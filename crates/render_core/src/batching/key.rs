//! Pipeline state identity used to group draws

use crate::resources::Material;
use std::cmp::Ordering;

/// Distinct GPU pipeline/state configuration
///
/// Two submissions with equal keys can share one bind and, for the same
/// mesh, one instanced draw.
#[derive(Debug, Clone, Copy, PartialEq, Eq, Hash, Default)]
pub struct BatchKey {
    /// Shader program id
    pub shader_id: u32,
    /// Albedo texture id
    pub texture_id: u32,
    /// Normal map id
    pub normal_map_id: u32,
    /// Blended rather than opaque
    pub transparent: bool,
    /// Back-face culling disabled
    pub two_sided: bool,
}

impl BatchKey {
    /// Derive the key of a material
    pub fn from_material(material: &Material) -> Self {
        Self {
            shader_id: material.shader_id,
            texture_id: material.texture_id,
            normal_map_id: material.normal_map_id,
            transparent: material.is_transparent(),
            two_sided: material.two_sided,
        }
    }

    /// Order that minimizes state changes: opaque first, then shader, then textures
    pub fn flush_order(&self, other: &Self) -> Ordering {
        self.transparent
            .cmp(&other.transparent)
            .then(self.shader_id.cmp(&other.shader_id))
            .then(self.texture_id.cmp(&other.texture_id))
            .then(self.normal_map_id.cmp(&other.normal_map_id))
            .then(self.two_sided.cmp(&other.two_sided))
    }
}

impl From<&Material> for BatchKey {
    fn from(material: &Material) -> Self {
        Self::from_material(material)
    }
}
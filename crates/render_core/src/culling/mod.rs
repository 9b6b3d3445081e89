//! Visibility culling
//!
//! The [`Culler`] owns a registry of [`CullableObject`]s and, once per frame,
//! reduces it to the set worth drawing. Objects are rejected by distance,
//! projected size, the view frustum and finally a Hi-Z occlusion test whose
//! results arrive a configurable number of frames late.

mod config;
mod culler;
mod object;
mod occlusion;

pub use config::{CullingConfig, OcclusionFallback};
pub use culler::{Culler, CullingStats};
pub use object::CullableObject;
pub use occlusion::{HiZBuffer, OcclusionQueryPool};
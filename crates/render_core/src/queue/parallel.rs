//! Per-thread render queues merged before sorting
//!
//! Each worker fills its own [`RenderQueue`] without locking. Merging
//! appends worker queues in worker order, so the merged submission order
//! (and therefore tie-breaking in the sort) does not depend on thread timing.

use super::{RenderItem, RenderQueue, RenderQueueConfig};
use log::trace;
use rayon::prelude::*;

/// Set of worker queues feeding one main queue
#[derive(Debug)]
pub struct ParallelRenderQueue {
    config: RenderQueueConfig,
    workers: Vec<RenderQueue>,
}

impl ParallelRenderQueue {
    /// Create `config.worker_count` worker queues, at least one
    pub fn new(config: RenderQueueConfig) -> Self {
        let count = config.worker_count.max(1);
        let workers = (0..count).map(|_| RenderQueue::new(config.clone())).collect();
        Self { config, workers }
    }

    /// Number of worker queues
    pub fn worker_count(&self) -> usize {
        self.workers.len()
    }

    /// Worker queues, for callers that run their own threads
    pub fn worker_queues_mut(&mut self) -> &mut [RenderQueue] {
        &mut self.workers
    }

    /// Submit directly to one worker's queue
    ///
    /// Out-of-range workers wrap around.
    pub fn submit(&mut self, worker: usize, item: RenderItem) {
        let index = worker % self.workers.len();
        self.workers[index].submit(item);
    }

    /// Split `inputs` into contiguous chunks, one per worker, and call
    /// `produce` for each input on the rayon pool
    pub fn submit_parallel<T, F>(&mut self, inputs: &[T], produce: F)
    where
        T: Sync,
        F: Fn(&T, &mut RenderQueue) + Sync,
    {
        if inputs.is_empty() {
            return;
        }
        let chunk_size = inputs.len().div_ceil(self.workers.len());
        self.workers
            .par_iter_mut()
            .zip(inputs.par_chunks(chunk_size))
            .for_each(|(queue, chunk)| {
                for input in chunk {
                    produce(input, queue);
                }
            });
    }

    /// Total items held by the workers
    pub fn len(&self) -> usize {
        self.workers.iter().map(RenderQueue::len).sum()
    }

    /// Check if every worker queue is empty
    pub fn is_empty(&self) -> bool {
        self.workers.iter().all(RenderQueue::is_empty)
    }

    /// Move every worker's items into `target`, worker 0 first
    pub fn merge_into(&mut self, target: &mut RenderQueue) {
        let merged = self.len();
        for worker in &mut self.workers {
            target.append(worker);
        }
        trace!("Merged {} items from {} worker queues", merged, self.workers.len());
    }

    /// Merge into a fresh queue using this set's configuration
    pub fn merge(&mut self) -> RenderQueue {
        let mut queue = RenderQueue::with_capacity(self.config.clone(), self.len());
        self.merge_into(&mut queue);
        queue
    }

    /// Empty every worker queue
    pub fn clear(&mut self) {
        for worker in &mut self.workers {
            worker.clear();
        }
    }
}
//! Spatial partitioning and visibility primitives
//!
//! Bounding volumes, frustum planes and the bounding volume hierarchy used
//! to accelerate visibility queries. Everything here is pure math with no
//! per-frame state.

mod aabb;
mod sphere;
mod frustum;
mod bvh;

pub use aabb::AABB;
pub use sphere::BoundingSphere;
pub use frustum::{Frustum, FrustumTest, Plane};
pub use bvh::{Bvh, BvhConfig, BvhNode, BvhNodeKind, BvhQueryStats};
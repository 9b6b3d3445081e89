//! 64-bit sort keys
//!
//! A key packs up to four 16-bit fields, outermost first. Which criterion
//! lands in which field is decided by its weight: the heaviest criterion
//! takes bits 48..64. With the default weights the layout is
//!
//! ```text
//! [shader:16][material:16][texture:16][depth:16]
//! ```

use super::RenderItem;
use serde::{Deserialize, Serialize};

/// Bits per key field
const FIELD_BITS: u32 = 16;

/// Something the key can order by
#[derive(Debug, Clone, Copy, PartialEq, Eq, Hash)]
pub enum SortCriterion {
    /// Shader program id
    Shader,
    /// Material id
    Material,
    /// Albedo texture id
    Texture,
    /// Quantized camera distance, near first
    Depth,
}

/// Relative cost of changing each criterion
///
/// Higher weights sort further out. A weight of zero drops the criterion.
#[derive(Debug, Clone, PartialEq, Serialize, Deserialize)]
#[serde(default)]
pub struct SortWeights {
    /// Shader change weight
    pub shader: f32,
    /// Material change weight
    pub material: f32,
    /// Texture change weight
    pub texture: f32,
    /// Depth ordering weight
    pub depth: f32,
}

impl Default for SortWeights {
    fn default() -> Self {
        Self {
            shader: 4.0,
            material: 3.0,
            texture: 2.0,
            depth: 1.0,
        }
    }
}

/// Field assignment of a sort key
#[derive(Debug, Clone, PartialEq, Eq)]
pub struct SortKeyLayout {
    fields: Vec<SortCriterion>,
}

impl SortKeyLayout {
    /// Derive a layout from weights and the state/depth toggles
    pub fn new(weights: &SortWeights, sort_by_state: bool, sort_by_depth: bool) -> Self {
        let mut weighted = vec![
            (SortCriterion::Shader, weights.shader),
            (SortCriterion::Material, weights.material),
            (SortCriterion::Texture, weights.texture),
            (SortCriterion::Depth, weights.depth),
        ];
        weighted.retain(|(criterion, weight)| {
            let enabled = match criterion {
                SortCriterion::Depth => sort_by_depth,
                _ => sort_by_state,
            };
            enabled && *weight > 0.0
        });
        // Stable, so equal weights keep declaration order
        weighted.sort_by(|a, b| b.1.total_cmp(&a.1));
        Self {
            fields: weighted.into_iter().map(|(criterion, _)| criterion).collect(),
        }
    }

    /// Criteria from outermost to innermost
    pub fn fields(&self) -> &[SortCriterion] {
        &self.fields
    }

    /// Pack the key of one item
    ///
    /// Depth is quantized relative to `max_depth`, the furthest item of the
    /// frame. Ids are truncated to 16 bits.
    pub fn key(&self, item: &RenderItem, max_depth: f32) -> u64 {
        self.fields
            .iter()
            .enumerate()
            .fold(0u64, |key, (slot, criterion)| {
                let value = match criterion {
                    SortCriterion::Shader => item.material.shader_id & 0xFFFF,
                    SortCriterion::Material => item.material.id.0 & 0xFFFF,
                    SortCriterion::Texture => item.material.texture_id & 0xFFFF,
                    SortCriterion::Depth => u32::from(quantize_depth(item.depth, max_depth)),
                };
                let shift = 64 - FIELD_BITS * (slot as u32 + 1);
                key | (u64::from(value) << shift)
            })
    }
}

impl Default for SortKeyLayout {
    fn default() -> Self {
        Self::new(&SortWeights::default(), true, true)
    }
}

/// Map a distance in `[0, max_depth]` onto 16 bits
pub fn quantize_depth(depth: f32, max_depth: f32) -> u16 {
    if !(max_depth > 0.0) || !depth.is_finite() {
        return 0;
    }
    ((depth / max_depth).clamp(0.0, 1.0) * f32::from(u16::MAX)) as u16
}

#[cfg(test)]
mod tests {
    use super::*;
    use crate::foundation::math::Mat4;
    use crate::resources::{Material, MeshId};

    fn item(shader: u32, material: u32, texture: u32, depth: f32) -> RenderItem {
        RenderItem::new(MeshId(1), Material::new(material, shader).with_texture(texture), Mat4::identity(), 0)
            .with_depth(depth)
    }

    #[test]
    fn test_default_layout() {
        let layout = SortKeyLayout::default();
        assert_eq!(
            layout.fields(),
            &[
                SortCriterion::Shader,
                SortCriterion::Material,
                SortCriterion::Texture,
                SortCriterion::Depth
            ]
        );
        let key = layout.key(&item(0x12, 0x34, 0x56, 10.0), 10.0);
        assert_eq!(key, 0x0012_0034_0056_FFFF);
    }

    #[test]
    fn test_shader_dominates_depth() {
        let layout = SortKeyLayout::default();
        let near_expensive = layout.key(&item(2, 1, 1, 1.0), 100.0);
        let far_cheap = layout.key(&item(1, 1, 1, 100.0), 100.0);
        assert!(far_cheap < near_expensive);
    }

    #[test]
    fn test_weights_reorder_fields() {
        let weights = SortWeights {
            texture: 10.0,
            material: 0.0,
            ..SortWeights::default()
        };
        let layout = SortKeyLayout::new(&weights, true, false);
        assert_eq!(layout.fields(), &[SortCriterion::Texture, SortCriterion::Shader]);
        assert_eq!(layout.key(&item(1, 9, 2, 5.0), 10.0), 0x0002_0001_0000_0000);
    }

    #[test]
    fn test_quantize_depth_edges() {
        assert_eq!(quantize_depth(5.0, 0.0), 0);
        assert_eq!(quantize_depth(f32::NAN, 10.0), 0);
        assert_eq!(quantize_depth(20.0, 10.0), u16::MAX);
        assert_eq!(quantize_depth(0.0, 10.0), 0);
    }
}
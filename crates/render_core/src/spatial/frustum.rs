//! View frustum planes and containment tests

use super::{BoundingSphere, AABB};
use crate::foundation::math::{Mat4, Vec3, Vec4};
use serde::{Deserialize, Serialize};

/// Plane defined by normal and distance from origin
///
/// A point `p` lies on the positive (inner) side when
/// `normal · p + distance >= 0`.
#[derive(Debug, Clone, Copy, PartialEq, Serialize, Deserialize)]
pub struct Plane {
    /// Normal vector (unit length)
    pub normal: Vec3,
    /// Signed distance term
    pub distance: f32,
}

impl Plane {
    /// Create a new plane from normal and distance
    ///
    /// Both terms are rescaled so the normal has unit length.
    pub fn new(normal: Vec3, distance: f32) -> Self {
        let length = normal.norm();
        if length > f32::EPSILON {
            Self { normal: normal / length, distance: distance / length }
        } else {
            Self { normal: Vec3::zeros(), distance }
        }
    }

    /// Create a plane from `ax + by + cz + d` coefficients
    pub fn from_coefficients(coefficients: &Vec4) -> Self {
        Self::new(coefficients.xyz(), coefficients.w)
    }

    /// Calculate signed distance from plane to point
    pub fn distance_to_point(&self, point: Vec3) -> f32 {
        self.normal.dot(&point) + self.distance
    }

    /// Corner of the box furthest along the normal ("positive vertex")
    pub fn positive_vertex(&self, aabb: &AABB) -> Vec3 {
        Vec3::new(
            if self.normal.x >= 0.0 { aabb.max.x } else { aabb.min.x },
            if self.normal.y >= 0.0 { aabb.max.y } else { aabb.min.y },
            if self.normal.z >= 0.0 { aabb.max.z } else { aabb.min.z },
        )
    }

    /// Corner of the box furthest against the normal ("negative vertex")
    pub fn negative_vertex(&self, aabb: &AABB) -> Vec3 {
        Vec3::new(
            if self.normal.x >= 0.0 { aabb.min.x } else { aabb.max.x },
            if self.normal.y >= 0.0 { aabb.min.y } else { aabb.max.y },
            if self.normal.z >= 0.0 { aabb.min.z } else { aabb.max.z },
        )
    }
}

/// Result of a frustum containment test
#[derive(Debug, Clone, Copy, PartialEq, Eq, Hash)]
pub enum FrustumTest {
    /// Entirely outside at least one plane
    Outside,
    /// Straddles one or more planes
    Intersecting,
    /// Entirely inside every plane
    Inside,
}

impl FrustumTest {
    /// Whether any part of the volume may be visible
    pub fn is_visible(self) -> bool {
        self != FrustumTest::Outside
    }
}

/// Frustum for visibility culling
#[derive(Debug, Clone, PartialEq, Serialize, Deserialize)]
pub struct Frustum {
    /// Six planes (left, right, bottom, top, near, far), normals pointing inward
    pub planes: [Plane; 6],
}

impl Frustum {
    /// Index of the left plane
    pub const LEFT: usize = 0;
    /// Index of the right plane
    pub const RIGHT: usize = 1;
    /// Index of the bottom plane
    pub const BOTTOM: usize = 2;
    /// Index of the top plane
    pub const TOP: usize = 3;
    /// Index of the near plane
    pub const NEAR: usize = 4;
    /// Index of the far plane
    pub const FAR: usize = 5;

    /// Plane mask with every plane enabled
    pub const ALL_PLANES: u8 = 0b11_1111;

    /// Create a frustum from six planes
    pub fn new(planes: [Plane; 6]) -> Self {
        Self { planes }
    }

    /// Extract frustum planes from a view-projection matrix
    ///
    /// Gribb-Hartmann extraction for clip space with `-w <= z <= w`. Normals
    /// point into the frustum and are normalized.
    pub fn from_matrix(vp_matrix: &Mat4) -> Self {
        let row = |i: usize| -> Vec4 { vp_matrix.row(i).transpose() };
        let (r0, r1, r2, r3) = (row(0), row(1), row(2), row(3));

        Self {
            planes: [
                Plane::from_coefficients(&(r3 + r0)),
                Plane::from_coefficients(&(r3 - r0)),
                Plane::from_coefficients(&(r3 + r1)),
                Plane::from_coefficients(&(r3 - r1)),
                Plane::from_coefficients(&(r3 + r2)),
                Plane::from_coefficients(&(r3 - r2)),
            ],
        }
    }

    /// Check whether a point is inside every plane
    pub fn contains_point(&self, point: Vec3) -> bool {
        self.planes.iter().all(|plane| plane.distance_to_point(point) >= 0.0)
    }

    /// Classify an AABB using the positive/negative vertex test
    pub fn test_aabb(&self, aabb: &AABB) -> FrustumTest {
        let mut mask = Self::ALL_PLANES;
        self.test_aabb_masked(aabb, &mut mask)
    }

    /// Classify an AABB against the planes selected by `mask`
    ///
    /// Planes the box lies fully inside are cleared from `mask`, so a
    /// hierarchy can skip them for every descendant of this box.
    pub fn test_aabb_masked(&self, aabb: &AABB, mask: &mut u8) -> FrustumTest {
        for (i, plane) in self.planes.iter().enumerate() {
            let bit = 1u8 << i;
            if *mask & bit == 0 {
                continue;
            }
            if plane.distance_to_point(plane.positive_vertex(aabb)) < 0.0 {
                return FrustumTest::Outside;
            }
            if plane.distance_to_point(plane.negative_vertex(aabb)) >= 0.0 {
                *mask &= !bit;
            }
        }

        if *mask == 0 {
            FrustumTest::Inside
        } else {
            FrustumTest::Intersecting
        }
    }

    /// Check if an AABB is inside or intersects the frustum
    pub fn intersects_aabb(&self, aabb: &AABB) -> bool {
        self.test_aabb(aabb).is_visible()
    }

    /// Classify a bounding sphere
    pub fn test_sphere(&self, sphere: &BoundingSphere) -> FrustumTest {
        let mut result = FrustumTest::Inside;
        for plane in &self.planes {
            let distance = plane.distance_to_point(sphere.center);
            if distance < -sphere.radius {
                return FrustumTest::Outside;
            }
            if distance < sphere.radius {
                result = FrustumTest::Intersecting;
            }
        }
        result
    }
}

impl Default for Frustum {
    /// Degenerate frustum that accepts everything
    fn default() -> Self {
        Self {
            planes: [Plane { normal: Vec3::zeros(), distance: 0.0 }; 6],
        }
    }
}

▬▬▬

• Task details: Take the lines above from the one containing "an AABB against" down to the one containing "for plane in", and transcribe them exactly, both ends included.

• Completed task:
    /// Classify an AABB against the planes selected by `mask`
    ///
    /// Planes the box lies fully inside are cleared from `mask`, so a
    /// hierarchy can skip them for every descendant of this box.
    pub fn test_aabb_masked(&self, aabb: &AABB, mask: &mut u8) -> FrustumTest {
        for (i, plane) in self.planes.iter().enumerate() {
            let bit = 1u8 << i;
            if *mask & bit == 0 {
                continue;
            }
            if plane.distance_to_point(plane.positive_vertex(aabb)) < 0.0 {
                return FrustumTest::Outside;
            }
            if plane.distance_to_point(plane.negative_vertex(aabb)) >= 0.0 {
                *mask &= !bit;
            }
        }

        if *mask == 0 {
            FrustumTest::Inside
        } else {
            FrustumTest::Intersecting
        }
    }

    /// Check if an AABB is inside or intersects the frustum
    pub fn intersects_aabb(&self, aabb: &AABB) -> bool {
        self.test_aabb(aabb).is_visible()
    }

    /// Classify a bounding sphere
    pub fn test_sphere(&self, sphere: &BoundingSphere) -> FrustumTest {
        let mut result = FrustumTest::Inside;
        for plane in &self.planes {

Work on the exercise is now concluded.